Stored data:
◇ ◇ ◇

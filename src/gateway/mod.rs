//! Axum HTTP gateway: a streaming (SSE) and a synchronous entry point to the
//! pipeline, plus a health check.

mod handlers;
mod streaming;

use handlers::{handle_chat, handle_health};
use streaming::handle_chat_stream;

use crate::pipeline::Orchestrator;
use anyhow::Result;
use axum::{
    Router,
    routing::{get, post},
};
use serde::{Deserialize, Serialize};
use std::net::SocketAddr;
use std::sync::Arc;
use tower_http::limit::RequestBodyLimitLayer;

/// Maximum request body size (64KB)
pub const MAX_BODY_SIZE: usize = 65_536;

/// Shared state for all axum handlers
#[derive(Clone)]
pub struct AppState {
    pub orchestrator: Arc<Orchestrator>,
}

/// `POST /chat` body
#[derive(Debug, Deserialize)]
pub struct ChatBody {
    pub message: String,
}

/// `GET /chat-stream` query
#[derive(Debug, Deserialize)]
pub struct ChatStreamQuery {
    #[serde(default)]
    pub message: String,
}

#[derive(Debug, Serialize)]
pub(crate) struct ErrorBody<'a> {
    pub(crate) error: String,
    #[serde(skip_serializing_if = "Option::is_none")]
    pub(crate) verdict: Option<&'a crate::guardrail::ScanVerdict>,
}

/// Routes, mounted under `root_path` when it is non-empty.
pub fn router(state: AppState, root_path: &str) -> Router {
    let routes = Router::new()
        .route("/chat-stream", get(handle_chat_stream))
        .route("/chat", post(handle_chat))
        .route("/healthcheck", get(handle_health))
        .with_state(state);

    let root = root_path.trim_end_matches('/');
    let app = if root.is_empty() {
        routes
    } else {
        Router::new().nest(root, routes)
    };

    app.layer(RequestBodyLimitLayer::new(MAX_BODY_SIZE))
}

/// Bind `host:port` and serve until Ctrl-C.
pub async fn run_gateway(
    host: &str,
    port: u16,
    root_path: &str,
    orchestrator: Arc<Orchestrator>,
) -> Result<()> {
    let addr: SocketAddr = format!("{host}:{port}").parse()?;
    let listener = tokio::net::TcpListener::bind(addr).await?;
    run_gateway_with_listener(listener, root_path, orchestrator).await
}

/// Serve from a pre-bound listener.
pub async fn run_gateway_with_listener(
    listener: tokio::net::TcpListener,
    root_path: &str,
    orchestrator: Arc<Orchestrator>,
) -> Result<()> {
    let local_addr = listener.local_addr()?;
    let prefix = root_path.trim_end_matches('/');

    tracing::info!("gateway listening on http://{local_addr}{prefix}");
    tracing::info!("  GET  {prefix}/chat-stream?message=...  → SSE");
    tracing::info!("  POST {prefix}/chat                     → JSON");
    tracing::info!("  GET  {prefix}/healthcheck");

    let app = router(AppState { orchestrator }, root_path);

    axum::serve(listener, app)
        .with_graceful_shutdown(shutdown_signal())
        .await?;

    Ok(())
}

/// Connect the tool agent ahead of the first request. Failure is logged and
/// the first request that needs the agent tries again.
pub async fn warm_agent(orchestrator: &Orchestrator) {
    let Some(cell) = orchestrator.aggregator().agent_cell() else {
        return;
    };
    match cell.get_or_init().await {
        Ok(_) => tracing::info!("tool agent ready"),
        Err(e) => tracing::warn!("agent warm-up failed, will retry on first use: {e}"),
    }
}

async fn shutdown_signal() {
    if let Err(e) = tokio::signal::ctrl_c().await {
        tracing::warn!("failed to listen for shutdown signal: {e}");
        std::future::pending::<()>().await;
    }
    tracing::info!("shutting down gateway");
}
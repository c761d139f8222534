use crate::cli::commands::{Cli, Commands};
use anyhow::{Context, Result, bail};
use guarded_relay::guardrail::{AirsScanner, Scanner, evaluate};
use guarded_relay::pipeline::{EventSink, PipelineOutcome, Request};
use guarded_relay::{Config, build_orchestrator, gateway};
use serde_json::json;
use std::sync::Arc;
use tracing::info;

pub async fn dispatch(cli: Cli, config: Config) -> Result<()> {
    match cli.command {
        Commands::Serve { port, host } => serve(config, host, port).await,
        Commands::Ask { message } => ask(&config, message).await,
        Commands::Scan { text } => scan(&config, &text).await,
    }
}

async fn serve(config: Config, host: Option<String>, port: Option<u16>) -> Result<()> {
    let port = port.unwrap_or(config.gateway.port);
    let host = host.unwrap_or_else(|| config.gateway.host.clone());
    let orchestrator = Arc::new(build_orchestrator(&config)?);

    if config.agent.enabled && config.agent.warm_on_startup {
        let warm = Arc::clone(&orchestrator);
        tokio::spawn(async move { gateway::warm_agent(&warm).await });
    }

    if port == 0 {
        info!("Starting guarded-relay gateway on {host} (random port)");
    } else {
        info!("Starting guarded-relay gateway on {host}:{port}");
    }
    gateway::run_gateway(&host, port, &config.gateway.root_path, orchestrator).await
}

/// Run one request, printing each event as a JSON line as it arrives.
async fn ask(config: &Config, message: String) -> Result<()> {
    let request = Request::new(message)?;
    let orchestrator = build_orchestrator(config)?;

    let (sink, mut rx) = EventSink::channel();
    let printer = tokio::spawn(async move {
        while let Some(event) = rx.recv().await {
            match serde_json::to_string(&event) {
                Ok(line) => println!("{line}"),
                Err(e) => tracing::warn!("unprintable event: {e}"),
            }
        }
    });

    let outcome = orchestrator.run(&request, &sink).await;
    drop(sink);
    printer.await.context("event printer task failed")?;

    match outcome {
        PipelineOutcome::Completed { .. } => Ok(()),
        PipelineOutcome::Failed(error) => Err(error.into()),
        PipelineOutcome::Cancelled => bail!("event output closed before the run finished"),
    }
}

async fn scan(config: &Config, text: &str) -> Result<()> {
    let scanner = AirsScanner::new(&config.guardrail)?;
    let verdict = scanner.scan(text).await?;
    let decision = evaluate(&verdict);

    let report = json!({
        "safe": decision.safe,
        "reason": decision.reason,
        "verdict": verdict,
    });
    println!("{}", serde_json::to_string_pretty(&report)?);
    Ok(())
}
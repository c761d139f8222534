//! Google Gemini `generateContent` provider.
//!
//! Results are resolved to plain text (or typed tool calls) here, so nothing
//! downstream ever inspects the raw response shape.

use crate::config::GenerationConfig;
use crate::llm::{
    build_provider_client, sanitize_api_error, scrub_secret_patterns,
    traits::Provider,
    types::{ContentBlock, MessageRole, ProviderMessage, ProviderResponse, StopReason, ToolSpec},
};
use reqwest::Client;
use serde_json::{Map, Value, json};
use std::collections::HashMap;
use std::future::Future;
use std::pin::Pin;

mod types;
use types::{
    Candidate, Content, FunctionCall, FunctionDeclaration, FunctionResponse, GeminiTool,
    GenerateContentRequest, GenerateContentResponse, GenerationSettings, Part, ResponsePart,
};

pub struct GeminiProvider {
    api_key: String,
    base_url: String,
    max_output_tokens: u32,
    client: Client,
}

impl GeminiProvider {
    pub fn new(config: &GenerationConfig) -> anyhow::Result<Self> {
        let api_key = config
            .api_key
            .clone()
            .filter(|key| !key.trim().is_empty())
            .ok_or_else(|| {
                anyhow::anyhow!(
                    "Gemini API key not found. Set GEMINI_API_KEY or generation.api_key"
                )
            })?;

        Ok(Self {
            api_key,
            base_url: config.base_url.trim_end_matches('/').to_string(),
            max_output_tokens: config.max_output_tokens,
            client: build_provider_client(),
        })
    }

    fn model_name(model: &str) -> String {
        if model.starts_with("models/") {
            model.to_string()
        } else {
            format!("models/{model}")
        }
    }

    fn generation_settings(&self, temperature: f64) -> GenerationSettings {
        GenerationSettings {
            temperature,
            max_output_tokens: self.max_output_tokens,
        }
    }

    fn system_content(system_prompt: Option<&str>) -> Option<Content> {
        system_prompt.map(|system| Content {
            role: None,
            parts: vec![Part::text(system.to_string())],
        })
    }

    fn build_request(
        &self,
        system_prompt: Option<&str>,
        message: &str,
        temperature: f64,
    ) -> GenerateContentRequest {
        GenerateContentRequest {
            contents: vec![Content {
                role: Some("user"),
                parts: vec![Part::text(message.to_string())],
            }],
            system_instruction: Self::system_content(system_prompt),
            tools: None,
            generation_config: self.generation_settings(temperature),
        }
    }

    fn build_tools_request(
        &self,
        system_prompt: Option<&str>,
        messages: &[ProviderMessage],
        tools: &[ToolSpec],
        temperature: f64,
    ) -> GenerateContentRequest {
        let tool_id_to_name: HashMap<&str, &str> = messages
            .iter()
            .flat_map(|message| message.content.iter())
            .filter_map(|block| match block {
                ContentBlock::ToolUse { id, name, .. } => Some((id.as_str(), name.as_str())),
                ContentBlock::Text { .. } | ContentBlock::ToolResult { .. } => None,
            })
            .collect();

        let tools = (!tools.is_empty()).then(|| {
            vec![GeminiTool {
                function_declarations: tools
                    .iter()
                    .map(|tool| FunctionDeclaration {
                        name: tool.name.clone(),
                        description: tool.description.clone(),
                        parameters: tool.parameters.clone(),
                    })
                    .collect(),
            }]
        });

        GenerateContentRequest {
            contents: messages
                .iter()
                .map(|message| Self::map_message(message, &tool_id_to_name))
                .collect(),
            system_instruction: Self::system_content(system_prompt),
            tools,
            generation_config: self.generation_settings(temperature),
        }
    }

    fn map_message(message: &ProviderMessage, tool_id_to_name: &HashMap<&str, &str>) -> Content {
        let role = match message.role {
            MessageRole::Assistant => "model",
            MessageRole::User => "user",
        };

        let parts = message
            .content
            .iter()
            .map(|block| match block {
                ContentBlock::Text { text } => Part::text(text.clone()),
                ContentBlock::ToolUse { id, name, input } => Part::function_call(FunctionCall {
                    name: name.clone(),
                    args: as_object(input.clone()),
                    id: Some(id.clone()),
                }),
                ContentBlock::ToolResult {
                    tool_use_id,
                    content,
                    is_error,
                } => Part::function_response(FunctionResponse {
                    name: tool_id_to_name
                        .get(tool_use_id.as_str())
                        .map_or_else(|| "tool".to_string(), |name| (*name).to_string()),
                    response: json!({
                        "content": content,
                        "is_error": is_error,
                    }),
                }),
            })
            .collect();

        Content {
            role: Some(role),
            parts,
        }
    }

    async fn call_api(
        &self,
        model: &str,
        request: &GenerateContentRequest,
    ) -> anyhow::Result<GenerateContentResponse> {
        let url = format!(
            "{}/v1beta/{}:generateContent",
            self.base_url,
            Self::model_name(model)
        );

        let response = self
            .client
            .post(url)
            .header("x-goog-api-key", &self.api_key)
            .json(request)
            .send()
            .await
            .map_err(|e| anyhow::anyhow!("{}", sanitize_api_error(&e.to_string())))?;

        let status = response.status();
        if !status.is_success() {
            let error_text = response.text().await.unwrap_or_default();
            anyhow::bail!(
                "Gemini API error ({status}): {}",
                sanitize_api_error(&error_text)
            );
        }

        let result: GenerateContentResponse = response
            .json()
            .await
            .map_err(|e| anyhow::anyhow!("malformed Gemini response: {e}"))?;

        if let Some(err) = result.error.as_ref() {
            anyhow::bail!("Gemini API error: {}", sanitize_api_error(&err.message));
        }

        Ok(result)
    }

    fn first_candidate(result: &GenerateContentResponse) -> anyhow::Result<&Candidate> {
        if let Some(reason) = result
            .prompt_feedback
            .as_ref()
            .and_then(|feedback| feedback.block_reason.as_deref())
        {
            anyhow::bail!("Gemini refused the prompt: {reason}");
        }

        result
            .candidates
            .as_ref()
            .and_then(|candidates| candidates.first())
            .ok_or_else(|| anyhow::anyhow!("No response from Gemini"))
    }

    /// Joined text parts of the first candidate.
    fn extract_text(result: &GenerateContentResponse) -> anyhow::Result<String> {
        let candidate = Self::first_candidate(result)?;
        let text = candidate
            .content
            .as_ref()
            .map(|content| {
                content
                    .parts
                    .iter()
                    .filter_map(|part| part.text.as_deref())
                    .collect::<Vec<_>>()
                    .join("\n")
            })
            .unwrap_or_default();

        if text.is_empty() {
            anyhow::bail!("No response from Gemini");
        }
        Ok(text)
    }

    fn parse_content_blocks(parts: &[ResponsePart]) -> Vec<ContentBlock> {
        let mut blocks = Vec::new();
        let mut call_index = 1usize;

        for part in parts {
            if let Some(text) = part.text.as_deref().filter(|t| !t.is_empty()) {
                blocks.push(ContentBlock::Text {
                    text: text.to_string(),
                });
            }

            if let Some(call) = &part.function_call {
                let id = call
                    .id
                    .clone()
                    .unwrap_or_else(|| format!("gemini_call_{call_index}"));
                call_index += 1;
                blocks.push(ContentBlock::ToolUse {
                    id,
                    name: call.name.clone(),
                    input: as_object(call.args.clone()),
                });
            }
        }

        blocks
    }

    fn map_stop_reason(candidate: &Candidate, blocks: &[ContentBlock]) -> StopReason {
        if blocks
            .iter()
            .any(|block| matches!(block, ContentBlock::ToolUse { .. }))
        {
            return StopReason::ToolUse;
        }

        match candidate.finish_reason.as_deref() {
            Some("STOP") => StopReason::EndTurn,
            Some("MAX_TOKENS") => StopReason::MaxTokens,
            Some(_) | None => StopReason::Error,
        }
    }
}

/// Gemini requires function arguments to be a JSON object.
fn as_object(value: Value) -> Value {
    if value.is_object() {
        value
    } else if value.is_null() {
        Value::Object(Map::new())
    } else {
        let mut wrapped = Map::new();
        wrapped.insert("input".to_string(), value);
        Value::Object(wrapped)
    }
}

impl Provider for GeminiProvider {
    fn name(&self) -> &str {
        "gemini"
    }

    fn chat_with_system<'a>(
        &'a self,
        system_prompt: Option<&'a str>,
        message: &'a str,
        model: &'a str,
        temperature: f64,
    ) -> Pin<Box<dyn Future<Output = anyhow::Result<String>> + Send + 'a>> {
        Box::pin(async move {
            let request = self.build_request(system_prompt, message, temperature);
            let result = self.call_api(model, &request).await?;
            Self::extract_text(&result)
        })
    }

    fn chat_with_tools<'a>(
        &'a self,
        system_prompt: Option<&'a str>,
        messages: &'a [ProviderMessage],
        tools: &'a [ToolSpec],
        model: &'a str,
        temperature: f64,
    ) -> Pin<Box<dyn Future<Output = anyhow::Result<ProviderResponse>> + Send + 'a>> {
        Box::pin(async move {
            let request = self.build_tools_request(system_prompt, messages, tools, temperature);
            let result = self.call_api(model, &request).await?;
            let candidate = Self::first_candidate(&result)?;

            let parts = candidate
                .content
                .as_ref()
                .map_or(&[][..], |content| content.parts.as_slice());
            let content_blocks = Self::parse_content_blocks(parts);
            let text = content_blocks
                .iter()
                .filter_map(|block| match block {
                    ContentBlock::Text { text } => Some(text.as_str()),
                    ContentBlock::ToolUse { .. } | ContentBlock::ToolResult { .. } => None,
                })
                .collect::<Vec<_>>()
                .join("\n");
            let stop_reason = Self::map_stop_reason(candidate, &content_blocks);

            tracing::debug!(
                stop_reason = ?stop_reason,
                text = %scrub_secret_patterns(&text),
                "gemini tool turn"
            );

            Ok(ProviderResponse {
                text,
                content_blocks,
                stop_reason: Some(stop_reason),
            })
        })
    }
}
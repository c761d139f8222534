mod env_overrides;
mod loader;
pub mod schema;

pub use schema::{
    AgentConfig, AgentTrigger, Config, GatewayConfig, GenerationConfig, GuardrailConfig,
    PostgresSettings, PromptConfig, StateStoreBackend, StateStoreConfig,
};
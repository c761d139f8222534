use super::request::Request;
use crate::context::{ContextFragment, ContextSource};
use std::fmt;

/// The final text sent to the generation model.
#[derive(Debug, Clone, PartialEq, Eq)]
pub struct ComposedPrompt(String);

impl ComposedPrompt {
    pub fn as_str(&self) -> &str {
        &self.0
    }
}

impl fmt::Display for ComposedPrompt {
    fn fmt(&self, f: &mut fmt::Formatter<'_>) -> fmt::Result {
        f.write_str(&self.0)
    }
}

/// Fixed-order template merge. No I/O, never fails.
#[derive(Debug, Clone)]
pub struct PromptComposer {
    system_instructions: String,
}

impl PromptComposer {
    pub fn new(system_instructions: impl Into<String>) -> Self {
        Self {
            system_instructions: system_instructions.into(),
        }
    }

    /// System instructions, the question, agent context, then the state
    /// snapshot. Failed fragments are left out.
    pub fn compose(&self, request: &Request, fragments: &[ContextFragment]) -> ComposedPrompt {
        let usable = |source: ContextSource| {
            fragments
                .iter()
                .find(|fragment| fragment.source == source && fragment.ok)
                .map(|fragment| fragment.text.as_str())
        };

        let mut prompt = String::new();
        let system = self.system_instructions.trim();
        if !system.is_empty() {
            prompt.push_str(system);
            prompt.push_str("\n\n");
        }

        prompt.push_str("User Question:\n");
        prompt.push_str(request.text());
        prompt.push_str("\n\n");

        if let Some(agent) = usable(ContextSource::Agent) {
            prompt.push_str("MCP Agent Context (authoritative):\n");
            prompt.push_str(agent);
            prompt.push_str("\n- prioritize this information.\n\n");
        }

        if let Some(state) = usable(ContextSource::StateStore) {
            prompt.push_str("Current State Snapshot:\n");
            prompt.push_str(state);
            prompt.push_str("\n\n");
        }

        ComposedPrompt(prompt)
    }
}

◇ ◇ ◇

§ **Required work**: Filter the entries above down to the lines containing the word "ProviderResponse".

§ **Exercise output**:
    types::{ContentBlock, MessageRole, ProviderMessage, ProviderResponse, StopReason, ToolSpec},
    ) -> Pin<Box<dyn Future<Output = anyhow::Result<ProviderResponse>> + Send + 'a>> {
            Ok(ProviderResponse {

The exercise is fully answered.